The stakes are real. Language development happens very rapidly in early childhood, mostly in the first two years, and the family plays the central role in that growth. Children learn new words mainly by hearing them in meaningful contexts: connected to a story’s illustrations, or a speaker’s gestures. And a young child’s vocabulary is related to later school success; vocabulary size at age two correlates with achievement in reading, maths and behaviour at kindergarten entry.
Here are eight simple habits that turn word questions into word ownership.
1. Use the dictionary
A paper dictionary works best, but an online one will do. The habit that matters: encourage your child to look the word up rather than handing them the answer. You may need to teach dictionary skills first (alphabetical order, guide words); those are worth an afternoon on their own.
2. Look it up together
For younger children, sit with them for the search. You are checking they find the right meaning, and you are also making the lookup a shared ritual rather than homework. A meaning found together sticks better than one found alone and half-understood.
3. Put the word in a sentence
After the definition, show the usage. Look up curious: “eager to learn something new”. Then anchor it: “I am curious to know about my birthday gift.” The sentence is what the child will remember; the definition rides along with it.
4. Have them say it in their own words
Once they have the meaning, ask them to explain it their way, and to build their own sentence with it. Rephrasing is where the word stops being borrowed and becomes theirs.
5. For young children, show the thing
If the word is an object and one is within reach, connect word to thing. For verbs and emotions, act them out. A meaning the child can see or perform gets a memory hook that a spoken definition never gets. Real-life examples they already know work the same way.
6. Ask them to draw it
Children retain through word-picture association. Once they know the meaning, have them draw what they understood. The drawing doubles as your check: a picture of the wrong meaning tells you the definition did not land.
You cannot fake a drawing. If the picture is right, the meaning went in.
7. For older kids, explore synonyms and antonyms
Synonyms share the word’s meaning; antonyms oppose it. Discussing both teaches several words for the price of one and fences in what the new word does and does not mean. Then use those synonyms and antonyms in your own speech during the week, and watch whether your child connects them back.
8. Use the word again next week
Do not stop at the dictionary. Revisit the week’s new words in the following week: drop them into sentences while speaking and see whether your child remembers. Repetition inside real conversation is what moves a word into permanent vocabulary; this is the same principle that makes repeated reading work.
For classroom-strength versions of this work, the Frayer Model turns steps 3 to 7 into a single graphic organizer, and for children with reading difficulties the structured vocabulary methods for dyslexic learners go further still.

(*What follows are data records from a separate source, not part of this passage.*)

pub mod pipeline;
pub mod rest;
pub mod traits;
pub mod types;

#[cfg(test)]
pub mod memory;

pub use pipeline::PropertySync;
pub use rest::RestStore;
pub use traits::{MediaUploader, PropertyStore};
pub use types::{ImageRow, PropertyRow, SaveReceipt, UploadFile};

Frequently asked questions
My child asks the meaning of every second word. Should I worry?
Usually the opposite; heavy word-asking is a hungry vocabulary at work. It becomes a concern only when the words being asked are ones typical for their age and the questions come from not retaining earlier answers. Persistent trouble learning and remembering new words is one of the early indicators worth watching.
At what age should a child start using a dictionary?
Around ages 6 to 7 for guided lookups, once alphabetical order is secure. Before that, you are the dictionary; steps 3 to 6 carry the load.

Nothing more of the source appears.